Perfis memoráveis

Em “Três russos e como me tornei um escritor”, Máximo Górki revela todo o seu afeto a Tolstói, Tchékhov e Andrêiev
Máximo Górki, autor de “Três russos e como me tornei um escritor”
01/01/2009

Máximo Górki (1868-1936), pseudônimo de Alexei Maximovitch Pechkov, um dos grandes autores russos, fundador da chamada literatura proletária, é mais lembrado no Brasil por suas peças e romances. Sua obra ensaística, no entanto, é pouco conhecida, daí a importância da publicação de um volume reunindo os perfis que fez de Liev Tolstói, Anton Tchékhov e Leonid Andrêiev, e o relato Como me tornei um escritor, espécie de auto-retrato artístico, como bem define Manuel da Costa Pinto, no prefácio.

Nesses perfis, Górki revela, desde as primeiras páginas, seu envolvimento afetivo com os autores retratados. Daí, talvez, a sensação de que o leitor tenha de compartilhar com ele a experiência do convívio com os três grandes escritores; de sentar na varanda da mansão rural de Tolstói, ouvindo-o discorrer vivamente sobre os seus temas preferidos: o povo russo, as mulheres e os escritores do seu tempo; de ouvir Tchékhov falar com entusiasmo sobre o seu sonho de construir um sanatório para professores pobres das escolas rurais, em sua casinha branca de dois pavimentos na aldeia de Kutchuk-Koi, na Criméia; de compartilhar os arroubos delirantes de Andrêiev, caminhando com Górki pela avenida Niévski, em Petersburgo, “como bagres pelo fundo lodoso de um rio”.

A visibilidade das imagens descritas, a vivacidade das cenas, a objetividade dos diálogos e a densidade das reflexões fazem da leitura desse volume um deleite de certa forma raro em nosso tempo, quando o distanciamento crítico se impôs como referência para esse gênero de escrita.

Complexidades do gênio
Desses relatos — publicados originalmente em volumes independentes, na Rússia — o perfil de Tolstói é o mais extenso e detalhado. Thomas Mann referiu-se a ele como “o escrito mais importante do autor de Pequenos burgueses”, retrato memorável de uma espécie de deus das letras russas, grande pai de todos os escritores.

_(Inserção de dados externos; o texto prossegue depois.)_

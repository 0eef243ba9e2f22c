use std::io::{Seek, Write};
use std::path::Path;

use hound::{SampleFormat, WavReader, WavSpec, WavWriter};

use crate::audio::domain::audio_segment::AudioSegment;

const PCM_BITS: u16 = 16;

/// Writes a segment as 16-bit PCM WAV.
pub fn write_wav(path: &Path, segment: &AudioSegment) -> Result<(), hound::Error> {
    let writer = WavWriter::create(path, pcm_spec(segment))?;
    write_samples(writer, segment)
}

/// Reads a WAV file into normalized f32 samples, whatever its sample format.
pub fn read_wav(path: &Path) -> Result<AudioSegment, hound::Error> {
    let mut reader = WavReader::open(path)?;
    let spec = reader.spec();

    let samples = match spec.sample_format {
        SampleFormat::Float => reader.samples::<f32>().collect::<Result<Vec<_>, _>>()?,
        SampleFormat::Int => {
            let scale = (1i64 << (spec.bits_per_sample - 1)) as f32;
            reader
                .samples::<i32>()
                .map(|s| s.map(|v| v as f32 / scale))
                .collect::<Result<Vec<_>, _>>()?
        }
    };

    Ok(AudioSegment::new(samples, spec.sample_rate, spec.channels))
}

/// Downmixes to mono and linearly resamples to `sample_rate`.
///
/// Returns the segment unchanged when it is already in that shape.
pub fn to_mono(segment: AudioSegment, sample_rate: u32) -> AudioSegment {
    if segment.channels() == 1 && segment.sample_rate() == sample_rate {
        return segment;
    }

    let channels = segment.channels().max(1) as usize;
    let mono: Vec<f32> = segment
        .samples()
        .chunks(channels)
        .map(|frame| frame.iter().sum::<f32>() / frame.len() as f32)
        .collect();

    if segment.sample_rate() == sample_rate || mono.is_empty() {
        return AudioSegment::new(mono, segment.sample_rate(), 1);
    }

    let ratio = segment.sample_rate() as f64 / sample_rate as f64;
    let out_len = (mono.len() as f64 / ratio).round() as usize;
    let last = mono.len() - 1;
    let resampled = (0..out_len)
        .map(|i| {
            let pos = i as f64 * ratio;
            let idx = (pos.floor() as usize).min(last);
            let next = (idx + 1).min(last);
            let frac = (pos - idx as f64) as f32;
            mono[idx] * (1.0 - frac) + mono[next] * frac
        })
        .collect();

    AudioSegment::new(resampled, sample_rate, 1)
}

fn pcm_spec(segment: &AudioSegment) -> WavSpec {
    WavSpec {
        channels: segment.channels(),
        sample_rate: segment.sample_rate(),
        bits_per_sample: PCM_BITS,
        sample_format: SampleFormat::Int,
    }
}

fn write_samples<W: Write + Seek>(
    mut writer: WavWriter<W>,
    segment: &AudioSegment,
) -> Result<(), hound::Error> {
    for sample in segment.samples() {
        let pcm = (sample.clamp(-1.0, 1.0) * i16::MAX as f32).round() as i16;
        writer.write_sample(pcm)?;
    }
    writer.finalize()
}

Nesse perfil, diferente de todos os demais relatos do volume, Górki revela os sentimentos ambivalentes de amor e ódio, quando não de profunda repulsa e da exacerbada veneração que tinha pelo autor de Guerra e paz.

Sei, não menos do que os outros, que não há ninguém mais digno de ser chamado de gênio, ninguém mais complexo, contraditório e belo em tudo, sim, sim, em tudo. Belo num sentido singular, amplo e que escapa das palavras. Há nele algo que sempre suscitava a vontade de gritar para todo mundo: olhem que homem surpreendente vive na Terra! Porque ele é universal e, antes de tudo, um homem, um homem da humanidade.

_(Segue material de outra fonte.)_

use std::path::Path;

use super::decode_error::DecodeError;
use crate::shared::frame::Frame;
use crate::shared::time_span::TimeSpan;

/// A frame picked for an animation, with how long it stays on screen.
#[derive(Clone, Debug)]
pub struct ClipFrame {
    pub frame: Frame,
    pub delay_ms: u32,
}

/// Decodes the frames of one time span at a fixed output frame rate.
///
/// Frames are handed to `sink` one at a time, in presentation order, as soon
/// as their on-screen time is known; the delays sum to the span's duration.
/// `sink` returns `false` to stop decoding early. Returns the number of
/// frames handed over.
pub trait ClipSampler: Send {
    fn sample(
        &self,
        path: &Path,
        span: TimeSpan,
        fps: u32,
        sink: &mut dyn FnMut(ClipFrame) -> bool,
    ) -> Result<usize, DecodeError>;
}

/// Picks which decoded frames make it into an animation sampled at `fps`.
///
/// The span is divided into `ceil(duration * fps)` slots; the first decoded
/// frame landing in a not-yet-filled slot is kept. The first kept frame is
/// pinned to slot 0 so the animation starts at the span start.
#[derive(Debug)]
pub struct FramePacer {
    span: TimeSpan,
    fps: u32,
    total_slots: u64,
    last_slot: Option<u64>,
}

impl FramePacer {
    pub fn new(span: TimeSpan, fps: u32) -> Self {
        let fps = fps.max(1);
        let total_slots = (span.duration() * fps as f64 - 1e-9).ceil().max(0.0) as u64;
        Self {
            span,
            fps,
            total_slots,
            last_slot: None,
        }
    }

    pub fn total_slots(&self) -> u64 {
        self.total_slots
    }

    /// Returns the slot the frame presented at `time` fills, or `None` if the
    /// frame is dropped.
    pub fn accept(&mut self, time: f64) -> Option<u64> {
        if !self.span.contains(time) {
            return None;
        }
        let slot = ((time - self.span.start) * self.fps as f64 + 1e-6).floor() as u64;
        if slot >= self.total_slots {
            return None;
        }
        let slot = match self.last_slot {
            Some(last) if slot <= last => return None,
            Some(_) => slot,
            None => 0,
        };
        self.last_slot = Some(slot);
        Some(slot)
    }

    /// True once decoding has moved beyond the span.
    pub fn is_past_end(&self, time: f64) -> bool {
        time >= self.span.end
    }

    /// On-screen time of the frame in `slot` when the next kept frame fills
    /// `next`, or the span ends if there is none.
    pub fn hold_ms(&self, slot: u64, next: Option<u64>) -> u32 {
        let next = next.unwrap_or(self.total_slots);
        let slot_ms = 1000.0 / self.fps as f64;
        (next.saturating_sub(slot) as f64 * slot_ms).round() as u32
    }
}

/// Feeds paced frames to a sink, holding back one frame until the next kept
/// frame (or the end of the span) fixes its delay.
pub struct PacedFrames<'a> {
    pacer: FramePacer,
    sink: &'a mut dyn FnMut(ClipFrame) -> bool,
    held: Option<(Frame, u64)>,
    delivered: usize,
    stopped: bool,
}

impl<'a> PacedFrames<'a> {
    pub fn new(span: TimeSpan, fps: u32, sink: &'a mut dyn FnMut(ClipFrame) -> bool) -> Self {
        Self {
            pacer: FramePacer::new(span, fps),
            sink,
            held: None,
            delivered: 0,
            stopped: false,
        }
    }

    pub fn pacer(&self) -> &FramePacer {
        &self.pacer
    }

    /// See [`FramePacer::accept`].
    pub fn accept(&mut self, time: f64) -> Option<u64> {
        self.pacer.accept(time)
    }

    /// True when decoding can stop: past the span, or the sink asked to stop.
    pub fn is_done(&self, time: f64) -> bool {
        self.stopped || self.pacer.is_past_end(time)
    }

    pub fn is_stopped(&self) -> bool {
        self.stopped
    }

    /// Queues a frame for the slot returned by [`Self::accept`].
    pub fn push(&mut self, frame: Frame, slot: u64) {
        if let Some((previous, previous_slot)) = self.held.replace((frame, slot)) {
            self.deliver(previous, previous_slot, Some(slot));
        }
    }

    /// Hands over the held frame and returns how many frames were delivered.
    pub fn finish(mut self) -> usize {
        if let Some((frame, slot)) = self.held.take() {
            self.deliver(frame, slot, None);
        }
        self.delivered
    }

    fn deliver(&mut self, frame: Frame, slot: u64, next: Option<u64>) {
        if self.stopped {
            return;
        }
        let delay_ms = self.pacer.hold_ms(slot, next);
        self.delivered += 1;
        if !(self.sink)(ClipFrame { frame, delay_ms }) {
            self.stopped = true;
        }
    }
}

#[cfg(test)]
mod tests {
    use super::*;

    fn frame(t: f64) -> Frame {
        Frame::solid(2, 2, [0, 0, 0], t)
    }

    /// Runs `times` through a `PacedFrames` and collects (timestamp, delay).
    fn paced(span: TimeSpan, fps: u32, times: &[f64]) -> Vec<(f64, u32)> {
        let mut out = Vec::new();
        let mut sink = |f: ClipFrame| {
            out.push((f.frame.timestamp(), f.delay_ms));
            true
        };
        let mut frames = PacedFrames::new(span, fps, &mut sink);
        for &t in times {
            if frames.is_done(t) {
                break;
            }
            if let Some(slot) = frames.accept(t) {
                frames.push(frame(t), slot);
            }
        }
        frames.finish();
        out
    }

    #[test]
    fn test_total_slots_for_five_seconds_at_ten_fps() {
        let pacer = FramePacer::new(TimeSpan::new(5.0, 10.0), 10);
        assert_eq!(pacer.total_slots(), 50);
    }

    #[test]
    fn test_downsamples_thirty_fps_to_ten() {
        let times: Vec<f64> = (0..30).map(|i| i as f64 / 30.0).collect();
        let out = paced(TimeSpan::new(0.0, 1.0), 10, &times);
        assert_eq!(out.len(), 10);
        assert!(out.iter().all(|&(_, d)| d == 100));
    }

    #[test]
    fn test_low_frame_rate_frames_are_held_longer() {
        let out = paced(TimeSpan::new(0.0, 2.0), 10, &[0.0, 0.5, 1.0, 1.5]);
        let delays: Vec<u32> = out.iter().map(|&(_, d)| d).collect();
        assert_eq!(delays, vec![500, 500, 500, 500]);
    }

    #[test]
    fn test_delays_sum_to_span_duration() {
        let times: Vec<f64> = (0..80).map(|i| 9.9 + i as f64 / 24.0).collect();
        let out = paced(TimeSpan::new(10.0, 12.0), 10, &times);
        assert_eq!(out.iter().map(|&(_, d)| d).sum::<u32>(), 2000);
    }

    #[test]
    fn test_frames_outside_span_are_rejected() {
        let mut pacer = FramePacer::new(TimeSpan::new(5.0, 10.0), 10);
        assert_eq!(pacer.accept(4.9), None);
        assert_eq!(pacer.accept(10.0), None);
    }

    #[test]
    fn test_first_kept_frame_is_pinned_to_span_start() {
        let out = paced(TimeSpan::new(0.0, 1.0), 10, &[0.35]);
        assert_eq!(out, vec![(0.35, 1000)]);
    }

    #[test]
    fn test_is_past_end() {
        let pacer = FramePacer::new(TimeSpan::new(0.0, 5.0), 10);
        assert!(!pacer.is_past_end(4.99));
        assert!(pacer.is_past_end(5.0));
    }

    #[test]
    fn test_frames_reach_the_sink_one_behind_decoding() {
        let mut seen = 0;
        let mut sink = |_: ClipFrame| {
            seen += 1;
            true
        };
        let mut frames = PacedFrames::new(TimeSpan::new(0.0, 1.0), 10, &mut sink);
        let first = frames.accept(0.0).unwrap();
        frames.push(frame(0.0), first);
        let second = frames.accept(0.1).unwrap();
        frames.push(frame(0.1), second);
        assert_eq!(frames.finish(), 2);
        assert_eq!(seen, 2);
    }

    #[test]
    fn test_sink_can_stop_decoding() {
        let mut sink = |_: ClipFrame| false;
        let mut frames = PacedFrames::new(TimeSpan::new(0.0, 1.0), 10, &mut sink);
        for (i, t) in [0.0, 0.1, 0.2].into_iter().enumerate() {
            assert!(!frames.is_done(t), "stopped early at frame {i}");
            let slot = frames.accept(t).unwrap();
            frames.push(frame(t), slot);
            if frames.is_stopped() {
                break;
            }
        }
        assert!(frames.is_stopped());
        assert!(frames.is_done(0.3));
        assert_eq!(frames.finish(), 1);
    }
}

O que não o impede de acrescentar, duas páginas depois:

Em Liev Nikoláievitch há muito daquilo que, por vezes, provocava dentro de mim um sentimento próximo ao ódio, e que se entornava em cima da minha alma, como um peso opressor. Sua personalidade, excessivamente inflada, é um fenômeno monstruoso, quase deforme; há nele algo de Sviatogor-Bogatyr [herói popular épico da Rússia], o qual a Terra não agüentava. Sim, ele é grande!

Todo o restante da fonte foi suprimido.